Explore Japan in Columbus this October
September 16, 2015
Columbus is home to a large Japanese-American population, and it's the best place in the Midwest to explore the culture of this nation. Whether it's food, culture, or theater, you'll find it here this October.
This October, Shadowbox Live, the nation's largest resident theater company, joins forces with Japanese choreographer/director Hiromi Sakamoto and New York Times Best Selling author of the KABUKI Graphic Novels, David Mack, to create a one of a kind cultural-artistic collaboration. “The Tenshu" features live martial arts, magic, giant puppets and supernatural experiences, accompanied by an original rock score written and performed by Light! The production will run exclusively Oct. 7 – 25 at Shadowbox Live, as the space will be transformed to create a completely immersive experience for this unique event. The Tenshu is a story of love between a beautiful, powerful spirit and a Samurai falconer; a story of honor for a loyal and conflicted warrior; a story of magic, tradition and the supernatural; a story of an unassuming artisan who holds the key to happiness.
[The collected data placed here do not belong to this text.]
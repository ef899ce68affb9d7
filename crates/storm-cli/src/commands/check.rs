//! Validate a configuration file

use anyhow::Result;

pub fn run(config_path: &str) -> Result<()> {
    let config = super::load_config(Some(config_path))?;
    println!("{config_path}: ok");
    println!(
        "  particles: capacity {}, {} spawns/s, gravity {}",
        config.particles.capacity, config.particles.spawn_rate, config.particles.gravity
    );
    println!(
        "  lightning: pulses every {}..{}s, lasting {}..{}s",
        config.lightning.time_between_pulses.min,
        config.lightning.time_between_pulses.max,
        config.lightning.pulse_duration.min,
        config.lightning.pulse_duration.max
    );
    Ok(())
}
//! Storm Core - Foundational types for the Storm scene
//!
//! This crate provides the types every other Storm crate depends on:
//! - `Color`, `Transform` - Render-facing value types
//! - `StormConfig` - Tunable constants loaded from TOML
//! - `RandomSource` - Injectable uniform generator (`Xorshift64`, `ScriptedRandom`)
//! - `SceneContext`, `TransformSink`, `FrameSink` - Narrow render collaborator interfaces
//! - Error types and Result alias

pub mod config;
mod error;
mod random;
mod sink;
mod types;

pub use config::{
    DurationRange, LightningConfig, ParticleConfig, RotationClock, SceneConfig, StormConfig,
};
pub use error::{Result, StormError};
pub use random::{RandomSource, ScriptedRandom, Xorshift64};
pub use sink::{FrameSink, SceneContext, TransformSink};
pub use types::{Color, Transform};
Columbus' Japanese restaurants are clustered on the city's northwest side. If you're all-in, definitely make a reservation at Kihachi, inside a humble strip mall on Columbus' far north side, and touted by many local foodies as the best restaurant in Columbus. Once you step inside, the atmosphere changes instantly. Chef Michael Kimura creates an inventive and authentic menu fresh with the day's best ingredients. Expect much more than sushi and yakitori - this is the place to put yourself in the able hands of Chef Kimura and splurge on omakase (Japanese for "I'll leave it to you.") You'll be treated to a visual feast as Kimura and his team craft many small bites into works of art for the eye and mouth.
Tensuke Market and its adjoining Tensuke Express restaurant offer a huge array of Japanese grocery items and made-to-order sushi that's about as fresh as you can get. Meshikou offers ramen and other quick bites, including several delicious vegetarian options. Akai Hana offers a table service sushi experience and ranks among the city's favorite.
For a more casual dining experience, check out Columbus' growing ramen scene. We've got a good overview right here.
For even more Japanese culture, check out the Billy Ireland Cartoon Museum, which is adjacent to the Wexner Center for the Arts on Ohio State's campus. This free attraction houses the largest collection of manga outside of Japan. Franklin Park Conservatory's Pacific Island garden and zen garden are replete with calming Japanese themes.